All lines from the entries below that contain the string "await" should be copied out.

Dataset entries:
========================
//! The build scheduler.
//!
//! Readiness-driven execution over a frozen image graph: matched roots are
//! submitted first, and every node reaching a terminal state triggers
//! evaluation of its children. A bounded worker pool performs the actual
//! build and push calls; the graph topology is never mutated here.

use crate::outcome::{BuildState, ImageOutcome, PushState};
use crate::{BuildSummary, Result};
use kiln_core::BuildConfig;
use kiln_graph::{ImageGraph, ImageNode};
use kiln_runtime::{BuildRequest, ContainerRuntime, PushStatus};
use std::collections::{HashMap, HashSet};
use std::sync::Arc;
use std::time::Duration;
use tokio::sync::Semaphore;
use tokio::task::JoinSet;
use tokio::time::timeout;
use tokio_util::sync::CancellationToken;
use tracing::{debug, error, info, warn};

/// Hard per-task ceiling for one build or push call.
///
/// A single streaming call that exceeds it is treated as a failure of that
/// node, not of the run.
pub const TASK_TIMEOUT: Duration = Duration::from_secs(1 << 16);

/// Bounded-concurrency executor over an image graph.
pub struct BuildScheduler {
    config: BuildConfig,
    runtime: Arc<dyn ContainerRuntime>,
}

/// Everything one worker needs; owned, so the spawned task borrows nothing.
struct NodeJob {
    name: String,
    request: BuildRequest,
}

struct WorkerOutcome {
    name: String,
    outcome: ImageOutcome,
}

impl WorkerOutcome {
    /// Outcome for a worker that never reached a terminal state.
    fn pending(name: String) -> Self {
        Self {
            name,
            outcome: ImageOutcome::default(),
        }
    }
}

impl BuildScheduler {
    /// Create a scheduler over a runtime client.
    pub fn new(config: BuildConfig, runtime: Arc<dyn ContainerRuntime>) -> Self {
        Self { config, runtime }
    }

    /// Build (and optionally push) every matched node of `graph`.
    ///
    /// `ready` is the set of images already present locally; with the
    /// consistency-cascade policy enabled, a ready child of a rebuilt
    /// parent is rebuilt even if it was never matched. `cancel` stops new
    /// submissions and aborts in-flight streaming; the summary still covers
    /// every node that reached a terminal state.
    ///
    /// # Errors
    ///
    /// Fails only when registry login fails; per-node failures are
    /// recorded in the returned summary.
    pub async fn run(
        &self,
        graph: &ImageGraph,
        ready: &HashSet<String>,
        cancel: &CancellationToken,
    ) -> Result<BuildSummary> {
        if self.config.push
            && let Some(registry) = &self.config.registry
        {
            self.runtime.login(registry).await?;
        }

        let semaphore = Arc::new(Semaphore::new(self.config.effective_workers()));
        let mut join_set: JoinSet<WorkerOutcome> = JoinSet::new();
        let mut outcomes: HashMap<String, ImageOutcome> = HashMap::new();
        let mut submitted: HashSet<String> = HashSet::new();

        // Initial frontier: matched nodes whose parent is absent or not
        // matched. Their prerequisites are outside this run's scope or
        // already satisfied locally.
        for node in graph.iter() {
            if !node.matched {
                continue;
            }
            let parent_matched = node
                .parent
                .as_deref()
                .and_then(|parent| graph.get(parent))
                .is_some_and(|parent| parent.matched);
            if !parent_matched {
                self.submit(node, &mut join_set, &mut submitted, &semaphore, cancel);
            }
        }
        info!(
            frontier = join_set.len(),
            matched = graph.matched_names().len(),
            workers = self.config.effective_workers(),
            "Scheduler started"
        );

        while let Some(joined) = join_set.join_next().await {
            let WorkerOutcome { name, outcome } = match joined {
                Ok(result) => result,
                Err(join_error) => {
                    error!(%join_error, "Build worker panicked");
                    continue;
                }
            };
            debug!(image = %name, build = ?outcome.build, push = ?outcome.push, "Node finished");
            outcomes.insert(name.clone(), outcome);

            if cancel.is_cancelled() {
                // Drain in-flight workers, submit nothing new.
                continue;
            }
            if outcome.build != BuildState::Success {
                if outcome.build == BuildState::Failed {
                    warn!(image = %name, "Build failed, its subtree is blocked");
                }
                continue;
            }

            let Some(parent) = graph.get(&name) else {
                continue;
            };
            for child_name in &parent.children {
                if submitted.contains(child_name) {
                    continue;
                }
                let Some(child) = graph.get(child_name) else {
                    continue;
                };
                let cascade = self.config.cascade_descendants && ready.contains(child_name);
                if child.matched || cascade {
                    if cascade && !child.matched {
                        info!(
                            image = %child_name,
                            parent = %name,
                            "Rebuilding ready descendant to stay consistent with its parent"
                        );
                    }
                    self.submit(child, &mut join_set, &mut submitted, &semaphore, cancel);
                }
            }
        }

        let interrupted = cancel.is_cancelled();
        if interrupted {
            warn!("Run interrupted, reporting partial results");
        }
        Ok(BuildSummary::from_outcomes(&outcomes, interrupted))
    }

    fn submit(
        &self,
        node: &ImageNode,
        join_set: &mut JoinSet<WorkerOutcome>,
        submitted: &mut HashSet<String>,
        semaphore: &Arc<Semaphore>,
        cancel: &CancellationToken,
    ) {
        if cancel.is_cancelled() {
            debug!(image = %node.name, "Cancelled, rejecting submission");
            return;
        }
        submitted.insert(node.name.clone());
        debug!(image = %node.name, tag = %node.full_tag, "Submitted");

        let job = NodeJob {
            name: node.name.clone(),
            request: BuildRequest {
                context_dir: node.context_dir.clone(),
                definition_path: node.definition_path.clone(),
                tag: node.full_tag.clone(),
                no_cache: self.config.no_cache,
            },
        };
        let runtime = Arc::clone(&self.runtime);
        let semaphore = Arc::clone(semaphore);
        let cancel = cancel.clone();
        let push_enabled = self.config.push;
        join_set.spawn(run_node(job, runtime, semaphore, cancel, push_enabled));
    }
}

/// One worker: acquire a pool slot, build, then push when enabled.
async fn run_node(
    job: NodeJob,
    runtime: Arc<dyn ContainerRuntime>,
    semaphore: Arc<Semaphore>,
    cancel: CancellationToken,
    push_enabled: bool,
) -> WorkerOutcome {
    let Ok(_permit) = semaphore.acquire_owned().await else {
        return WorkerOutcome::pending(job.name);
    };
    if cancel.is_cancelled() {
        // Queued but never started; cancelled outright.
        debug!(image = %job.name, "Cancelled before start");
        return WorkerOutcome::pending(job.name);
    }

    let build = match timeout(TASK_TIMEOUT, runtime.build(&job.request, &cancel)).await {
        Err(_) => {
            error!(image = %job.name, "Build exceeded task timeout");
            BuildState::Failed
        }
        Ok(Err(kiln_runtime::Error::Cancelled { .. })) => {
            warn!(image = %job.name, "Build interrupted");
            return WorkerOutcome::pending(job.name);
        }
        Ok(Err(err)) => {
            error!(image = %job.name, error = %err, "Build errored");
            BuildState::Failed
        }
        Ok(Ok(output)) if output.success => BuildState::Success,
        Ok(Ok(output)) => {
            warn!(image = %job.name, exit = output.exit_code, "Build failed");
            BuildState::Failed
        }
    };

    let push = if !push_enabled {
        PushState::Skipped
    } else if build != BuildState::Success {
        // Never attempted; a failed build makes the push an automatic
        // failure so the node is fully accounted for.
        warn!(image = %job.name, "Push skipped after failed build");
        PushState::Failed
    } else {
        match timeout(TASK_TIMEOUT, runtime.push(&job.request.tag, &cancel)).await {
            Err(_) => {
                error!(image = %job.name, "Push exceeded task timeout");
                PushState::Failed
            }
            Ok(Err(kiln_runtime::Error::Cancelled { .. })) => {
                warn!(image = %job.name, "Push interrupted");
                PushState::Pending
            }
            Ok(Err(err)) => {
                error!(image = %job.name, error = %err, "Push errored");
                PushState::Failed
            }
            Ok(Ok(output)) => match output.status {
                PushStatus::Pushed => PushState::Success,
                PushStatus::AlreadyExists => PushState::AlreadyExists,
                PushStatus::Failed => PushState::Failed,
            },
        }
    };

    WorkerOutcome {
        name: job.name,
        outcome: ImageOutcome { build, push },
    }
}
========================
Answer to this problem:
            self.runtime.login(registry).await?;
        while let Some(joined) = join_set.join_next().await {
    let Ok(_permit) = semaphore.acquire_owned().await else {
    let build = match timeout(TASK_TIMEOUT, runtime.build(&job.request, &cancel)).await {
        match timeout(TASK_TIMEOUT, runtime.push(&job.request.tag, &cancel)).await {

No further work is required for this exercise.